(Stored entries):
—————

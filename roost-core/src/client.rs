//! The coordination client capability consumed by recipes.
//!
//! Recipes are written against [`CoordinationClient`] rather than any
//! concrete transport: node CRUD, one-shot existence watches, and a
//! connection-state event stream. Call-level retries for transient failures
//! belong to the implementation behind this trait, configured via
//! [`RetryPolicy`](crate::config::RetryPolicy); a recipe treats each call as
//! one logical operation.

use async_trait::async_trait;
use tokio::sync::{broadcast, oneshot};

use crate::error::CoordinationResult;

/// How a node is created on the service.
#[derive(Debug, Clone, Copy, PartialEq, Eq)]
pub enum CreateMode {
    /// Lives until explicitly deleted.
    Persistent,
    /// Persistent, with a server-assigned monotonic suffix.
    PersistentSequential,
    /// Removed by the service when the creating session ends.
    Ephemeral,
    /// Ephemeral, with a server-assigned monotonic suffix.
    EphemeralSequential,
}

impl CreateMode {
    /// Node is scoped to the creating session.
    pub fn is_ephemeral(&self) -> bool {
        matches!(self, CreateMode::Ephemeral | CreateMode::EphemeralSequential)
    }

    /// Server appends a monotonically increasing suffix to the requested
    /// path, guaranteeing uniqueness among siblings.
    pub fn is_sequential(&self) -> bool {
        matches!(
            self,
            CreateMode::PersistentSequential | CreateMode::EphemeralSequential
        )
    }
}

/// Connection lifecycle transitions delivered to subscribers.
#[derive(Debug, Clone, Copy, PartialEq, Eq)]
pub enum ConnectionEvent {
    /// Session health uncertain; the connection may still resolve without a
    /// session change.
    Suspended,
    /// Session re-established, possibly under a new session id. Ephemeral
    /// nodes created under the old session are guaranteed gone.
    Reconnected,
    /// Session irrecoverably expired; a subsequent reconnect uses a fresh
    /// session.
    Lost,
}

/// What a fired existence watch observed.
#[derive(Debug, Clone, Copy, PartialEq, Eq)]
pub enum WatchEvent {
    /// A node appeared at the watched path.
    Created,
    /// The node at the watched path was removed, for any reason.
    Deleted,
    /// The watch was invalidated by disconnection or backend teardown.
    Invalidated,
}

/// One-shot existence watch handle.
///
/// Resolves exactly once, when the watched path's existence changes or the
/// watch is invalidated. Implementations hand the paired sender to whatever
/// fires their notifications.
#[derive(Debug)]
pub struct NodeWatch {
    rx: oneshot::Receiver<WatchEvent>,
}

impl NodeWatch {
    /// Create a watch and the sender that fires it.
    pub fn channel() -> (oneshot::Sender<WatchEvent>, NodeWatch) {
        let (tx, rx) = oneshot::channel();
        (tx, NodeWatch { rx })
    }

    /// Wait for the watch to fire. A dropped sender surfaces as
    /// [`WatchEvent::Invalidated`].
    pub async fn fired(self) -> WatchEvent {
        self.rx.await.unwrap_or(WatchEvent::Invalidated)
    }
}

/// Session-bearing coordination service client.
///
/// The session id changes across reconnect cycles and is exposed for
/// diagnostics only; correctness decisions belong to the event stream and
/// the typed errors.
#[async_trait]
pub trait CoordinationClient: Send + Sync + 'static {
    /// Create a node at `path` with `data`, returning the server-assigned
    /// path (which differs from `path` under sequential modes).
    async fn create_node(
        &self,
        path: &str,
        data: &[u8],
        mode: CreateMode,
    ) -> CoordinationResult<String>;

    /// Delete the node at `path`. A missing node is not an error.
    async fn delete_node(&self, path: &str) -> CoordinationResult<()>;

    /// Report whether a node exists at `path` and arm a one-shot watch that
    /// fires when that answer changes.
    async fn exists_watch(&self, path: &str) -> CoordinationResult<(bool, NodeWatch)>;

    /// Subscribe to connection lifecycle transitions. Dropping the receiver
    /// is the (idempotent) deregistration.
    fn connection_events(&self) -> broadcast::Receiver<ConnectionEvent>;

    /// Current session id, for diagnostics.
    fn session_id(&self) -> u64;
}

—————

Which lines of the data include the word "oneshot"? Copy each one.

(Response to the exercise):
use tokio::sync::{broadcast, oneshot};
    rx: oneshot::Receiver<WatchEvent>,
    pub fn channel() -> (oneshot::Sender<WatchEvent>, NodeWatch) {
        let (tx, rx) = oneshot::channel();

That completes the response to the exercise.